「つつ」の使い方と外国人学習者への指導法(JLPT N2)

「つつ」の使い方と外国人学習者への指導法(JLPT N2)

「つつ」は日本語学習者にとってよく難しい表現の一つです。特にベトナム人やインドネシア人学習者は「ながら」や「かけ」、「ばかり」との混同があります。この文法は動作や状態の継続・進行を表すと共に、変化の過程を示す特徴があります。正しく理解し使えるようにすることは、職場での報告や会話力向上に役立ちます。

問題

じょうきょうは よく なり _ ある。

問題:文「じょうきょうは よく なり _ ある。」で、適切な助詞・接続詞を選ぶ問題です。学習者がこの文法に注目すべき理由は何でしょうか?

  1. つつ
  2. ながら
  3. かけ
  4. ばかり

正解

正解は「つつ」です。読みは「つつ」。「つつ」は動作や状態の継続・進行を示しながら、同時に変化が起きていることを表します。漢字表記は特に定まっておらず、通常はひらがなです。

なぜこの答え?

「つつ」は「ながら」と似ていますが、より文語的で、状態や行為の変化・進行のニュアンスを含みます。この文の場合、「じょうきょうはよくなりつつある」は「状況がだんだん良くなっている」という意味です。ベトナム人・インドネシア人学習者は「ながら」と混同しやすく、「つつ」の微妙なニュアンスを説明すると理解が進みます。また「かけ」や「ばかり」との違いも指導で取り上げると効果的です。職場の報告書や会話でよく使われるため、実際の使用場面を提示して練習させましょう。

他の選択肢が違う理由

  • ながら(ながら):同時に二つの動作が行われることを表す。

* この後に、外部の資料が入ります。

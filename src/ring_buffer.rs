use crate::error::{MqError, Result};

/// Total bytes of the fixed header at the front of every ring buffer region:
/// five little-endian u64 fields (capacity, read_pos, write_pos, read_count,
/// write_count).
pub const HEADER_SIZE: usize = 40;

/// Largest payload a single element may carry. The 2-byte length prefix
/// caps an element at `2^16 - 2` so that `prefix + payload` always fits in
/// the 16-bit field used to encode it.
pub const MAX_ELEMENT: usize = (1 << 16) - 2;

const PREFIX_SIZE: usize = 2;

const OFF_CAPACITY: usize = 0;
const OFF_READ_POS: usize = 8;
const OFF_WRITE_POS: usize = 16;
const OFF_READ_COUNT: usize = 24;
const OFF_WRITE_COUNT: usize = 32;

/// Anything that can hand out the raw bytes of a ring buffer region: a
/// heap-allocated `Vec<u8>` for the cache tier, or a `memmap2::MmapMut` for
/// the disk tier. `RingBuffer` never copies the region; it only ever
/// borrows it for the duration of one operation.
pub trait RegionBytes {
    fn as_slice(&self) -> &[u8];
    fn as_mut_slice(&mut self) -> &mut [u8];
}

impl RegionBytes for Vec<u8> {
    fn as_slice(&self) -> &[u8] {
        self.as_ref()
    }
    fn as_mut_slice(&mut self) -> &mut [u8] {
        self.as_mut()
    }
}

impl RegionBytes for memmap2::MmapMut {
    fn as_slice(&self) -> &[u8] {
        &self[..]
    }
    fn as_mut_slice(&mut self) -> &mut [u8] {
        &mut self[..]
    }
}

/// A fixed-capacity, byte-addressable FIFO laid out directly in a region of
/// memory: a 40-byte header followed by length-prefixed elements that never
/// wrap. Compaction happens only on a full drain (`read_count == write_count`
/// resets both positions to `HEADER_SIZE`).
pub struct RingBuffer<R: RegionBytes> {
    region: R,
}

impl<R: RegionBytes> RingBuffer<R> {
    /// Writes a fresh header into `region`: capacity set to the region's
    /// length, counts zeroed, positions at `HEADER_SIZE`.
    pub fn initialize(mut region: R) -> Result<Self> {
        if region.as_slice().len() < HEADER_SIZE {
            return Err(MqError::Io(std::io::Error::new(
                std::io::ErrorKind::InvalidInput,
                "region smaller than ring buffer header",
            )));
        }
        let capacity = region.as_slice().len() as u64;
        let buf = region.as_mut_slice();
        write_u64(buf, OFF_CAPACITY, capacity);
        write_u64(buf, OFF_READ_COUNT, 0);
        write_u64(buf, OFF_WRITE_COUNT, 0);
        write_u64(buf, OFF_READ_POS, HEADER_SIZE as u64);
        write_u64(buf, OFF_WRITE_POS, HEADER_SIZE as u64);
        Ok(Self { region })
    }

    /// Adopts an existing region whose header was already written (e.g. a
    /// backing file reopened after a restart). `capacity` is taken from the
    /// header, not from `region.len()`; callers are expected to have
    /// already checked the two agree.
    pub fn adopt(region: R) -> Self {
        Self { region }
    }

    pub fn capacity(&self) -> u64 {
        read_u64(self.region.as_slice(), OFF_CAPACITY)
    }

    pub fn read_pos(&self) -> u64 {
        read_u64(self.region.as_slice(), OFF_READ_POS)
    }

    pub fn write_pos(&self) -> u64 {
        read_u64(self.region.as_slice(), OFF_WRITE_POS)
    }

    pub fn read_count(&self) -> u64 {
        read_u64(self.region.as_slice(), OFF_READ_COUNT)
    }

    pub fn write_count(&self) -> u64 {
        read_u64(self.region.as_slice(), OFF_WRITE_COUNT)
    }

    /// Rewrites the capacity header in place. Used after a file remap grows
    /// the mapped region; every other header field already lives in the
    /// file and survives the remap untouched.
    pub fn set_capacity(&mut self, v: u64) {
        write_u64(self.region.as_mut_slice(), OFF_CAPACITY, v);
    }

    pub fn len(&self) -> u64 {
        self.write_count() - self.read_count()
    }

    pub fn is_empty(&self) -> bool {
        self.len() == 0
    }

    pub fn readable_bytes(&self) -> u64 {
        self.write_pos() - self.read_pos()
    }

    pub fn free_space(&self) -> u64 {
        self.capacity() - self.write_pos()
    }

    fn reset(&mut self) {
        let buf = self.region.as_mut_slice();
        write_u64(buf, OFF_READ_COUNT, 0);
        write_u64(buf, OFF_WRITE_COUNT, 0);
        write_u64(buf, OFF_READ_POS, HEADER_SIZE as u64);
        write_u64(buf, OFF_WRITE_POS, HEADER_SIZE as u64);
    }

    /// Appends one length-prefixed element. Never wraps: once `write_pos`
    /// would run past `capacity` the call fails with `NoSpace` and the
    /// caller (the composite queue) decides whether to spill.
    pub fn put(&mut self, data: &[u8]) -> Result<()> {
        if data.len() > MAX_ELEMENT {
            return Err(MqError::PacketTooLarge);
        }
        let write_pos = self.write_pos();
        let capacity = self.capacity();
        if write_pos + PREFIX_SIZE as u64 + data.len() as u64 > capacity {
            return Err(MqError::NoSpace);
        }

        let new_write_count = self.write_count() + 1;
        let buf = self.region.as_mut_slice();
        let mut pos = write_pos as usize;
        buf[pos..pos + PREFIX_SIZE].copy_from_slice(&(data.len() as u16).to_le_bytes());
        pos += PREFIX_SIZE;
        buf[pos..pos + data.len()].copy_from_slice(data);
        pos += data.len();

        write_u64(buf, OFF_WRITE_POS, pos as u64);
        write_u64(buf, OFF_WRITE_COUNT, new_write_count);
        Ok(())
    }

    /// Pops the oldest element into `out_buf`, returning the number of
    /// bytes written. Callers must size `out_buf` at least `MAX_ELEMENT` to
    /// avoid truncation.
    pub fn get(&mut self, out_buf: &mut [u8]) -> Result<usize> {
        if self.is_empty() {
            return Err(MqError::Empty);
        }

        let read_pos = self.read_pos() as usize;
        let region = self.region.as_slice();
        let elem_len =
            u16::from_le_bytes([region[read_pos], region[read_pos + 1]]) as usize;
        let payload_start = read_pos + PREFIX_SIZE;
        let n = elem_len.min(out_buf.len());
        out_buf[..n].copy_from_slice(&region[payload_start..payload_start + n]);

        let new_read_count = self.read_count() + 1;
        if new_read_count == self.write_count() {
            self.reset();
        } else {
            let buf = self.region.as_mut_slice();
            write_u64(buf, OFF_READ_POS, (payload_start + elem_len) as u64);
            write_u64(buf, OFF_READ_COUNT, new_read_count);
        }
        Ok(n)
    }

    /// Bulk-transfers every live element into `other` as one contiguous
    /// copy, preserving element framing because both sides share the same
    /// length-prefixed layout and neither side wraps. `self` is left empty.
    pub fn write_to<O: RegionBytes>(&mut self, other: &mut RingBuffer<O>) -> Result<()> {
        let transfer_len = self.readable_bytes();
        if other.free_space() < transfer_len {
            return Err(MqError::NoSpace);
        }

        let read_pos = self.read_pos() as usize;
        let transferred_count = self.len();
        let other_write_pos = other.write_pos() as usize;

        let chunk = self.region.as_slice()[read_pos..read_pos + transfer_len as usize].to_vec();
        let new_other_write_count = other.write_count() + transferred_count;
        let other_buf = other.region.as_mut_slice();
        other_buf[other_write_pos..other_write_pos + chunk.len()].copy_from_slice(&chunk);

        write_u64(
            other_buf,
            OFF_WRITE_POS,
            other_write_pos as u64 + transfer_len,
        );
        write_u64(other_buf, OFF_WRITE_COUNT, new_other_write_count);

        self.reset();
        Ok(())
    }

    /// Consumes the ring buffer, handing back the underlying region (used
    /// by the composite queue when swapping in a freshly remapped file).
    pub fn into_region(self) -> R {
        self.region
    }

    pub fn region(&self) -> &R {
        &self.region
    }
}

fn read_u64(buf: &[u8], offset: usize) -> u64 {
    u64::from_le_bytes(buf[offset..offset + 8].try_into().unwrap())
}

fn write_u64(buf: &mut [u8], offset: usize, v: u64) {
    buf[offset..offset + 8].copy_from_slice(&v.to_le_bytes());
}
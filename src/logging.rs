//! Picks a logging backend based on `AppConfig::log_to`: `"stdout"` goes
//! through `env_logger` (the teacher's own dev-time convention, promoted to
//! a real startup dependency here), anything else is treated as a directory
//! and gets a `log4rs` rolling file appender — the same rotate-by-size
//! policy the original's `lumberjack` writer provided.

use log4rs::append::rolling_file::policy::compound::roll::fixed_window::FixedWindowRoller;
use log4rs::append::rolling_file::policy::compound::trigger::size::SizeTrigger;
use log4rs::append::rolling_file::policy::compound::CompoundPolicy;
use log4rs::append::rolling_file::RollingFileAppender;
use log4rs::config::{Appender, Config, Root};
use log4rs::encode::pattern::PatternEncoder;

const ROTATE_SIZE_BYTES: u64 = 64 * 1024 * 1024;
const MAX_ROTATED_FILES: u32 = 8;

pub fn init(log_to: &str) -> std::io::Result<()> {
    if log_to == "stdout" {
        env_logger::Builder::from_default_env()
            .filter_level(log::LevelFilter::Info)
            .init();
        return Ok(());
    }

    std::fs::create_dir_all(log_to)?;
    let base = format!("{log_to}/mqueued.log");
    let rolled_pattern = format!("{log_to}/mqueued.{{}}.log");

    let trigger = SizeTrigger::new(ROTATE_SIZE_BYTES);
    let roller = FixedWindowRoller::builder()
        .build(&rolled_pattern, MAX_ROTATED_FILES)
        .map_err(|e| std::io::Error::new(std::io::ErrorKind::Other, e.to_string()))?;
    let policy = CompoundPolicy::new(Box::new(trigger), Box::new(roller));

    let appender = RollingFileAppender::builder()
        .encoder(Box::new(PatternEncoder::new("{d} {l} {t} - {m}{n}")))
        .build(&base, Box::new(policy))
        .map_err(|e| std::io::Error::new(std::io::ErrorKind::Other, e.to_string()))?;

    let config = Config::builder()
        .appender(Appender::builder().build("file", Box::new(appender)))
        .build(Root::builder().appender("file").build(log::LevelFilter::Info))
        .map_err(|e| std::io::Error::new(std::io::ErrorKind::Other, e.to_string()))?;

    log4rs::init_config(config).map_err(|e| std::io::Error::new(std::io::ErrorKind::Other, e.to_string()))?;
    Ok(())
}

例文:彼はテレビを見ながら食事をする。(彼はテレビをみながらしょくじをする。)「彼はテレビを見ながら食事をします」ただし、「変化や進行」を表現するのには不向き。
  • かけ(かけ):動作が途中であることを示す。例文:本を読みかけだ。(ほんをよみかけだ。)「その本はまだ読みかけです」進行中だが、継続や並行のニュアンスとは異なる。
  • ばかり(ばかり):主に「〜したばかり」「〜だけ」を表す。例文:食べてばかりいる。(たべてばかりいる。)「彼は食べるばかりだ」使用場面や意味が異なる。

例文

  1. 状況は良くなりつつある。(じょうきょうはよくなりつつある。) 状況はだんだん良くなっている。
    じょうきょうはよくなりつつある。
    The situation is gradually improving.
  2. 新しい機械が導入されつつある。(あたらしいきかいがどうにゅうされつつある。)
    新しい機械が少しずつ使われ始めている。
    New machines are being introduced gradually.
  3. 工場は拡大しつつあります。(こうじょうはかくだいしつつあります。)
    工場が少しずつ大きくなっている。
    The factory is expanding gradually.
  4. 問題は解決しつつある。(もんだいはかいけつしつつある。)
    問題が徐々に解消されている。
    The problem is being resolved step by step.

会話例

A: 最近の仕事の状況はどうですか? — Saikin no shigoto no jōkyō wa dō desu ka? — Dạo này tình hình công việc thế nào? B: 状況は良くなりつつあります。 — Jōkyō wa yoku nari tsutsu arimasu. — Tình hình đang dần tốt lên. A: それは安心しました。 — Sore wa anshin shimashita. — Tôi yên tâm rồi. B: はい、まだ課題もありますが、頑張っています。 — Hai, mada kadai mo arimasu ga, ganbatte imasu. — Vâng, vẫn còn khó khăn nhưng tôi đang cố gắng.

使う場面

  • ビジネスレポートで進捗や変化の過程を説明する時。
  • 職場での上司や同僚との会話で、物事が少しずつ良くなっている様子を伝える時。
  • 技術的な改善や機械の導入が徐々に進んでいることを話す場面。
  • 困難な問題や課題が徐々に解決に向かっている状態を表す時。